RAW DATA:
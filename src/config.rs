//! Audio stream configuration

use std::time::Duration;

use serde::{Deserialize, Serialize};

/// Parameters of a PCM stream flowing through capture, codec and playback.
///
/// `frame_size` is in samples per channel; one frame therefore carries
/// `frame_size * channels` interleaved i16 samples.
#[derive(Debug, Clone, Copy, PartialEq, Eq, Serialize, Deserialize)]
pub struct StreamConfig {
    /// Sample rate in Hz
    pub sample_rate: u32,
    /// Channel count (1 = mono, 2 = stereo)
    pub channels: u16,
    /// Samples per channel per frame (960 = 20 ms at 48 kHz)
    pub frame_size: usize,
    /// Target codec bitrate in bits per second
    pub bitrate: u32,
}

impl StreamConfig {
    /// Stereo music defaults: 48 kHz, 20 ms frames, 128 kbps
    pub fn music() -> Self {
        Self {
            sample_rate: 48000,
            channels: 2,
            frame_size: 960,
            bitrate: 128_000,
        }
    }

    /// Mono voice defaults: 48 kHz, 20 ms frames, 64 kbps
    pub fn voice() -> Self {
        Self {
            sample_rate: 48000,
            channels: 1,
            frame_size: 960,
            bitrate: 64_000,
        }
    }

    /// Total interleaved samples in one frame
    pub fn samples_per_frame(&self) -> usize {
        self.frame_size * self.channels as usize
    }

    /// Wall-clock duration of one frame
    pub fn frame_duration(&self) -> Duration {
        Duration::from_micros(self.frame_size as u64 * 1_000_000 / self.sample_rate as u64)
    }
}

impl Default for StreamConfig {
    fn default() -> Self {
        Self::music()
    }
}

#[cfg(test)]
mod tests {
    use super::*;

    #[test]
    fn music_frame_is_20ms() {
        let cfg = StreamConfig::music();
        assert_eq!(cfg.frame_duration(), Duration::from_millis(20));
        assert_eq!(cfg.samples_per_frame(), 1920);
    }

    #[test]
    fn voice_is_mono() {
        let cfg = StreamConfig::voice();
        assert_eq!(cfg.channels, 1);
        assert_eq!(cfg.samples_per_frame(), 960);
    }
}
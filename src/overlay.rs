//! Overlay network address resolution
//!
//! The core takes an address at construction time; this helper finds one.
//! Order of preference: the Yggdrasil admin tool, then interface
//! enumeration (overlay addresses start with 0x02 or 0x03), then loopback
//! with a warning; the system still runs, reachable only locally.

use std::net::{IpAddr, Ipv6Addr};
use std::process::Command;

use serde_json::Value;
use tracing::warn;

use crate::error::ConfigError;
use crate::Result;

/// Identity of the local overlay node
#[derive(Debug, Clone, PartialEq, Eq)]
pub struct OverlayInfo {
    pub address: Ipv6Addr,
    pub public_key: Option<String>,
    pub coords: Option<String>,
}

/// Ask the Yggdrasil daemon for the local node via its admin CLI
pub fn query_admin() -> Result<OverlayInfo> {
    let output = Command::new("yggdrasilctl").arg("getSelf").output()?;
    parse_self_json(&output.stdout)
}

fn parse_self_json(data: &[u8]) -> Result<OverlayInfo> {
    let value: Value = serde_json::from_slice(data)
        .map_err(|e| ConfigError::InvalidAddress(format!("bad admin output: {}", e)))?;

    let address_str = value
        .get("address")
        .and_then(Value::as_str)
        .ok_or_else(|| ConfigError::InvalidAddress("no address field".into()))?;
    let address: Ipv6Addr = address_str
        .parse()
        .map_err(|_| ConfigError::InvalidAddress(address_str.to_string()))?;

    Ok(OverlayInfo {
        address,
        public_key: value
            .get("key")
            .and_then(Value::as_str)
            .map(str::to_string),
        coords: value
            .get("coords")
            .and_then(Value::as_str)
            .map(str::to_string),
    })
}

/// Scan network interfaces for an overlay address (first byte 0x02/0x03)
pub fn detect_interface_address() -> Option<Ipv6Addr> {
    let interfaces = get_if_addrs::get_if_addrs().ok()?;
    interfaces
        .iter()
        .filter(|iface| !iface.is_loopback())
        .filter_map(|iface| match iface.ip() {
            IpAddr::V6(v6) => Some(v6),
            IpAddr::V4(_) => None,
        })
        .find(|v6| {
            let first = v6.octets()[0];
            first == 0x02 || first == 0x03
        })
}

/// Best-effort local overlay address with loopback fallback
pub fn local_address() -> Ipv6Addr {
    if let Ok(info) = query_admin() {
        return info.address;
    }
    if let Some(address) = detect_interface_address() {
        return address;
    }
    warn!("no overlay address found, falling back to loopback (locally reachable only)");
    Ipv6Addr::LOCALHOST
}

REQUIRED ACTION:
Take the entries above and return all of them exactly.

TASK OUTPUT:
filename src/config.rs
//! Audio stream configuration

use std::time::Duration;

use serde::{Deserialize, Serialize};

/// Parameters of a PCM stream flowing through capture, codec and playback.
///
/// `frame_size` is in samples per channel; one frame therefore carries
/// `frame_size * channels` interleaved i16 samples.
#[derive(Debug, Clone, Copy, PartialEq, Eq, Serialize, Deserialize)]
pub struct StreamConfig {
    /// Sample rate in Hz
    pub sample_rate: u32,
    /// Channel count (1 = mono, 2 = stereo)
    pub channels: u16,
    /// Samples per channel per frame (960 = 20 ms at 48 kHz)
    pub frame_size: usize,
    /// Target codec bitrate in bits per second
    pub bitrate: u32,
}

impl StreamConfig {
    /// Stereo music defaults: 48 kHz, 20 ms frames, 128 kbps
    pub fn music() -> Self {
        Self {
            sample_rate: 48000,
            channels: 2,
            frame_size: 960,
            bitrate: 128_000,
        }
    }

    /// Mono voice defaults: 48 kHz, 20 ms frames, 64 kbps
    pub fn voice() -> Self {
        Self {
            sample_rate: 48000,
            channels: 1,
            frame_size: 960,
            bitrate: 64_000,
        }
    }

    /// Total interleaved samples in one frame
    pub fn samples_per_frame(&self) -> usize {
        self.frame_size * self.channels as usize
    }

    /// Wall-clock duration of one frame
    pub fn frame_duration(&self) -> Duration {
        Duration::from_micros(self.frame_size as u64 * 1_000_000 / self.sample_rate as u64)
    }
}

impl Default for StreamConfig {
    fn default() -> Self {
        Self::music()
    }
}

#[cfg(test)]
mod tests {
    use super::*;

    #[test]
    fn music_frame_is_20ms() {
        let cfg = StreamConfig::music();
        assert_eq!(cfg.frame_duration(), Duration::from_millis(20));
        assert_eq!(cfg.samples_per_frame(), 1920);
    }

    #[test]
    fn voice_is_mono() {
        let cfg = StreamConfig::voice();
        assert_eq!(cfg.channels, 1);
        assert_eq!(cfg.samples_per_frame(), 960);
    }
}
filename src/overlay.rs
//! Overlay network address resolution
//!
//! The core takes an address at construction time; this helper finds one.
//! Order of preference: the Yggdrasil admin tool, then interface
//! enumeration (overlay addresses start with 0x02 or 0x03), then loopback
//! with a warning; the system still runs, reachable only locally.

use std::net::{IpAddr, Ipv6Addr};
use std::process::Command;

use serde_json::Value;
use tracing::warn;

use crate::error::ConfigError;
use crate::Result;

/// Identity of the local overlay node
#[derive(Debug, Clone, PartialEq, Eq)]
pub struct OverlayInfo {
    pub address: Ipv6Addr,
    pub public_key: Option<String>,
    pub coords: Option<String>,
}

/// Ask the Yggdrasil daemon for the local node via its admin CLI
pub fn query_admin() -> Result<OverlayInfo> {
    let output = Command::new("yggdrasilctl").arg("getSelf").output()?;
    parse_self_json(&output.stdout)
}

fn parse_self_json(data: &[u8]) -> Result<OverlayInfo> {
    let value: Value = serde_json::from_slice(data)
        .map_err(|e| ConfigError::InvalidAddress(format!("bad admin output: {}", e)))?;

    let address_str = value
        .get("address")
        .and_then(Value::as_str)
        .ok_or_else(|| ConfigError::InvalidAddress("no address field".into()))?;
    let address: Ipv6Addr = address_str
        .parse()
        .map_err(|_| ConfigError::InvalidAddress(address_str.to_string()))?;

    Ok(OverlayInfo {
        address,
        public_key: value
            .get("key")
            .and_then(Value::as_str)
            .map(str::to_string),
        coords: value
            .get("coords")
            .and_then(Value::as_str)
            .map(str::to_string),
    })
}

/// Scan network interfaces for an overlay address (first byte 0x02/0x03)
pub fn detect_interface_address() -> Option<Ipv6Addr> {
    let interfaces = get_if_addrs::get_if_addrs().ok()?;
    interfaces
        .iter()
        .filter(|iface| !iface.is_loopback())
        .filter_map(|iface| match iface.ip() {
            IpAddr::V6(v6) => Some(v6),
            IpAddr::V4(_) => None,
        })
        .find(|v6| {
            let first = v6.octets()[0];
            first == 0x02 || first == 0x03
        })
}

/// Best-effort local overlay address with loopback fallback
pub fn local_address() -> Ipv6Addr {
    if let Ok(info) = query_admin() {
        return info.address;
    }
    if let Some(address) = detect_interface_address() {
        return address;
    }
    warn!("no overlay address found, falling back to loopback (locally reachable only)");
    Ipv6Addr::LOCALHOST
}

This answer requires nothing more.